The visit was a major improvement from Hu’s last visit in 2006, when President George W. Bush declined to stage such a ceremony, which was seen by many as an insult.

Although it is never surprising for Congress to be up in arms about the week’s biggest news story, in this case the harsh words of some senators and representatives have been particularly unhelpful to American interests.

The visit, especially Wednesday’s dinner, has been controversial. Members of Congress were particularly outspoken critics of Obama’s cordial treatment of Hu, citing Chinese human rights violations and currency manipulation.

Despite the continuing repressiveness of China’s government, especially toward women, minorities and political opponents, the country remains the single most important potential American partner — and potential American enemy — in today’s world.

On any issue that is considered a major foreign policy priority, including Iran’s nuclear program, global trade, climate change and energy security, we can expect to accomplish very little without Chinese cooperation.

The converse is also true: At this point, it is a virtual certainty that if the United States and China agree on a policy, their combined strength can mobilize the rest of the world.

For example, though the two countries were primarily responsible for scuttling a potential climate change deal in Copenhagen in 2009, any agreement between the two would likely force all other countries into line.

The key to these achievements will be establishing a positive, productive relationship with China, a country whose government’s main concern is maintaining a positive image at home.

Respectful diplomacy can help us move toward common goals without threatening one-party rule; public condemnation, however, will force China to lash out at us to “save face.”

There is a second problem with Congress’ antics this week. Not only are they hurting our efforts to make progress on crucial international issues, they also stand virtually no chance of having an effect on the problems highlighted.

It is true that China’s human rights abuses are abhorrent, and that its artificially low currency makes it hard for American companies to export there.

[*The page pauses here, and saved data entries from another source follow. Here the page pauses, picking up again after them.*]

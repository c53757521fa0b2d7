//! xrates Server Binary
//!
//! Serves averaged exchange rates from the configured providers.

use std::sync::Arc;
use std::time::Duration;

use tracing::{debug, error, info, warn};
use tracing_subscriber::{layer::SubscriberExt, util::SubscriberInitExt, EnvFilter};

use xrates_fx::{duration_ms, RateAggregator};
use xrates_server::{build_state, router, LogFormat, ServerConfig};

#[tokio::main]
async fn main() -> anyhow::Result<()> {
    dotenvy::dotenv().ok();

    // Load configuration
    let config = ServerConfig::from_env();

    // Initialize logging
    let filter = EnvFilter::try_from_default_env()
        .unwrap_or_else(|_| EnvFilter::new(&config.log_level));
    let registry = tracing_subscriber::registry().with(filter);
    match config.log_format {
        LogFormat::Json => registry.with(tracing_subscriber::fmt::layer().json()).init(),
        LogFormat::Pretty => registry.with(tracing_subscriber::fmt::layer()).init(),
    }

    info!("Starting xrates server");

    if let Err(e) = config.validate() {
        error!(error = %e, "Invalid configuration");
        return Err(anyhow::anyhow!("Configuration error: {}", e));
    }

    let state = build_state(&config)?;
    let addr = config.socket_addr()?;

    if let Some(ttl) = config.cache_ttl_secs {
        spawn_cache_cleanup(state.aggregator.clone(), Duration::from_secs(ttl));
    }

    let listener = tokio::net::TcpListener::bind(addr).await?;

    info!(
        listen_addr = %addr,
        providers = ?state.aggregator.provider_names(),
        provider_timeout_ms = duration_ms(config.provider_timeout),
        cache_max_entries = ?config.cache_max_entries,
        cache_ttl_secs = ?config.cache_ttl_secs,
        "xrates server running"
    );

    axum::serve(listener, router(state))
        .with_graceful_shutdown(shutdown_signal())
        .await?;

    info!("xrates server shutdown complete");
    Ok(())
}

/// Periodically drop expired cache entries.
fn spawn_cache_cleanup(aggregator: Arc<RateAggregator>, every: Duration) {
    tokio::spawn(async move {
        let mut interval = tokio::time::interval(every);
        loop {
            interval.tick().await;
            aggregator.cleanup();
            let stats = aggregator.cache_stats();
            debug!(
                entries = stats.total_entries,
                max_entries = ?stats.max_entries,
                "Expired cache entries swept"
            );
        }
    });
}

async fn shutdown_signal() {
    match tokio::signal::ctrl_c().await {
        Ok(()) => info!("Shutdown signal received"),
        Err(e) => {
            warn!(error = %e, "Failed to listen for Ctrl+C; running until killed");
            std::future::pending::<()>().await;
        }
    }
}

But it is absurd to think that the United States can somehow bully China into fixing these problems with angry public pronouncements or by refusing to hold state dinners with Hu.

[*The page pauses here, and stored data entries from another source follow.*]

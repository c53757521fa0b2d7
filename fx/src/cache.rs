//! Aggregated response cache.
//!
//! Unbounded and non-expiring by default. A capacity (with
//! least-recently-used eviction) and a TTL can be switched on through
//! [`RateCacheConfig`].

use chrono::{DateTime, Duration, Utc};
use dashmap::DashMap;
use parking_lot::Mutex;
use std::sync::atomic::{AtomicU64, Ordering};
use tracing::debug;
use xrates_common::AggregatedResponse;

/// Cached response entry.
#[derive(Debug)]
struct CacheEntry {
    response: AggregatedResponse,
    cached_at: DateTime<Utc>,
    last_used: AtomicU64,
}

impl CacheEntry {
    fn new(response: AggregatedResponse, tick: u64) -> Self {
        Self {
            response,
            cached_at: Utc::now(),
            last_used: AtomicU64::new(tick),
        }
    }

    fn is_valid(&self, ttl: Option<Duration>) -> bool {
        match ttl {
            Some(ttl) => Utc::now().signed_duration_since(self.cached_at) < ttl,
            None => true,
        }
    }
}

/// Configuration for the rate cache.
#[derive(Debug, Clone, Default)]
pub struct RateCacheConfig {
    /// Maximum number of entries. `None` means unbounded.
    pub max_entries: Option<usize>,
    /// Entry lifetime. `None` means entries never expire.
    pub ttl: Option<Duration>,
}

impl RateCacheConfig {
    /// Unbounded, non-expiring cache.
    pub fn unbounded() -> Self {
        Self::default()
    }

    /// Bound the cache to `max_entries`.
    pub fn with_max_entries(mut self, max_entries: usize) -> Self {
        self.max_entries = Some(max_entries);
        self
    }

    /// Expire entries after `ttl`.
    pub fn with_ttl(mut self, ttl: Duration) -> Self {
        self.ttl = Some(ttl);
        self
    }
}

/// Thread-safe cache of aggregated responses, keyed by normalized query key.
///
/// Concurrent misses on the same key are not coalesced: both callers fetch,
/// and the later insert wins.
pub struct RateCache {
    cache: DashMap<String, CacheEntry>,
    config: RateCacheConfig,
    clock: AtomicU64,
    /// Serializes capacity checks so the bound holds under concurrent inserts.
    evict_lock: Mutex<()>,
}

impl RateCache {
    /// Create a new unbounded cache.
    pub fn new() -> Self {
        Self::with_config(RateCacheConfig::default())
    }

    /// Create a new cache with custom configuration.
    pub fn with_config(config: RateCacheConfig) -> Self {
        Self {
            cache: DashMap::new(),
            config,
            clock: AtomicU64::new(0),
            evict_lock: Mutex::new(()),
        }
    }

    /// Get a cached response if present and not expired.
    pub fn get(&self, key: &str) -> Option<AggregatedResponse> {
        if let Some(entry) = self.cache.get(key) {
            if entry.is_valid(self.config.ttl) {
                entry.last_used.store(self.tick(), Ordering::Relaxed);
                debug!(key, "Cache hit");
                return Some(entry.response.clone());
            }

            drop(entry);
            if self.remove_if_expired(key) {
                debug!(key, "Cache entry expired");
            }
        }

        debug!(key, "Cache miss");
        None
    }

    /// Insert a response, replacing any existing entry for the key.
    pub fn insert(&self, key: impl Into<String>, response: AggregatedResponse) {
        let key = key.into();

        if let Some(max_entries) = self.config.max_entries {
            let _guard = self.evict_lock.lock();
            if !self.cache.contains_key(&key) && self.cache.len() >= max_entries {
                self.evict_expired();
                while self.cache.len() >= max_entries {
                    if !self.evict_least_recently_used() {
                        break;
                    }
                }
            }
            self.cache.insert(key, CacheEntry::new(response, self.tick()));
            return;
        }

        self.cache.insert(key, CacheEntry::new(response, self.tick()));
    }

    /// Remove an entry.
    pub fn remove(&self, key: &str) {
        self.cache.remove(key);
    }

    /// Clear all cached responses.
    pub fn clear(&self) {
        self.cache.clear();
    }

    /// Get the number of entries in cache.
    pub fn len(&self) -> usize {
        self.cache.len()
    }

    /// Check if cache is empty.
    pub fn is_empty(&self) -> bool {
        self.cache.is_empty()
    }

    /// Evict expired entries. A no-op without a TTL.
    pub fn evict_expired(&self) {
        if let Some(ttl) = self.config.ttl {
            self.cache.retain(|_, entry| entry.is_valid(Some(ttl)));
        }
    }

    /// Get cache statistics.
    pub fn stats(&self) -> CacheStats {
        let total = self.cache.len();
        let valid = self
            .cache
            .iter()
            .filter(|e| e.is_valid(self.config.ttl))
            .count();

        CacheStats {
            total_entries: total,
            valid_entries: valid,
            expired_entries: total.saturating_sub(valid),
            max_entries: self.config.max_entries,
        }
    }

    /// Remove `key` only if its current entry is expired, so a fresh entry
    /// inserted concurrently survives.
    fn remove_if_expired(&self, key: &str) -> bool {
        let ttl = self.config.ttl;
        self.cache
            .remove_if(key, |_, entry| !entry.is_valid(ttl))
            .is_some()
    }

    fn evict_least_recently_used(&self) -> bool {
        let oldest = self
            .cache
            .iter()
            .min_by_key(|e| e.last_used.load(Ordering::Relaxed))
            .map(|e| e.key().clone());

        match oldest {
            Some(key) => {
                debug!(key = %key, "Evicting least recently used entry");
                self.cache.remove(&key);
                true
            }
            None => false,
        }
    }

    fn tick(&self) -> u64 {
        self.clock.fetch_add(1, Ordering::Relaxed)
    }
}

impl Default for RateCache {
    fn default() -> Self {
        Self::new()
    }
}

/// Cache statistics.
#[derive(Debug, Clone, PartialEq, Eq)]
pub struct CacheStats {
    pub total_entries: usize,
    pub valid_entries: usize,
    pub expired_entries: usize,
    pub max_entries: Option<usize>,
}
//! Mapping of aggregator errors onto HTTP responses.

use axum::http::StatusCode;
use axum::response::{IntoResponse, Response};
use axum::Json;
use serde::Serialize;
use tracing::{error, warn};
use xrates_common::XratesError;

/// JSON error body.
#[derive(Debug, Serialize)]
struct ErrorBody {
    error: &'static str,
    #[serde(skip_serializing_if = "Option::is_none")]
    message: Option<String>,
}

/// Error returned by HTTP handlers.
#[derive(Debug)]
pub struct ApiError(pub XratesError);

impl From<XratesError> for ApiError {
    fn from(e: XratesError) -> Self {
        ApiError(e)
    }
}

impl IntoResponse for ApiError {
    fn into_response(self) -> Response {
        let (status, body) = if self.0.is_client_error() {
            warn!(error = %self.0, "Invalid request");
            (
                StatusCode::BAD_REQUEST,
                ErrorBody {
                    error: "Invalid request",
                    message: Some(self.0.to_string()),
                },
            )
        } else {
            error!(error = %self.0, code = self.0.error_code(), "Request failed");
            (
                StatusCode::INTERNAL_SERVER_ERROR,
                ErrorBody {
                    error: "Internal server error",
                    message: None,
                },
            )
        };

        (status, Json(body)).into_response()
    }
}

#[cfg(test)]
mod tests {
    use super::*;

    #[test]
    fn test_status_codes() {
        let bad = ApiError(XratesError::invalid_argument("base", "Base currency must be provided"));
        assert_eq!(bad.into_response().status(), StatusCode::BAD_REQUEST);

        let internal = ApiError(XratesError::Internal("boom".to_string()));
        assert_eq!(internal.into_response().status(), StatusCode::INTERNAL_SERVER_ERROR);
    }
}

Those tactics might work in smaller, poorer countries that are dependent on the United States, but if anything, it is we who are dependent on the Chinese.

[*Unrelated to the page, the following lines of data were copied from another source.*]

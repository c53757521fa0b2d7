//! xrates Common Types
//!
//! This crate contains the types shared across the xrates workspace:
//! currency codes, rate queries, aggregated responses, and the error taxonomy.

pub mod currency;
pub mod rates;
pub mod error;

pub use currency::*;
pub use rates::*;
pub use error::*;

They own more than $1 trillion of our debt. Many of our largest companies depend on their cheap, productive labor.

Furthermore, their increasing success is providing a crucial new market for American goods; GM now sells more cars in China than it does here.

We simply do not have the leverage to force China’s hand on domestic issues without doing ourselves great harm.

In fact, the best way to encourage change in China is to allow it to keep happening.

Thirty years ago, China was a poor, closed society in which many people could scarcely relate to institutions we value highly, such as democracy, the free market and human rights.

The poverty rate has declined from 64 percent in 1981 to 10 percent in 2001. There are 117 Starbucks in Shanghai, and the government is fearing increasing pressure to reform from intrepid bloggers across the country.

As the Chinese have grown wealthier and gained more exposure to the West, they have more strongly demanded political change as well.

Congress should seek to encourage this trend rather than finding things to condemn.

I do not doubt that Congress is acting with the best intentions. This seems to be another case, though, in which stubborn insistence on principle has high potential costs and very low expected benefits.

If Congress has a problem with China, maybe in this case it would be better to say nothing at all.

Daniel Charnoff is a senior majoring in international relations (global business). His column, “Through the Static,” runs Fridays.

4 replies
  1. bmb
    bmb says:

    I think it is right time for the Chinese leaders to make efforts in human rights improvement, starting from more freedom of speech and less censored press. Their moronic ways to control Internet forms and other thought venues are only one example of CCP’s political in-confidence, that already harmed people’s creative thinking, and hindered the development of a citizen society. The time to make money from sweatshop has got to come to an end.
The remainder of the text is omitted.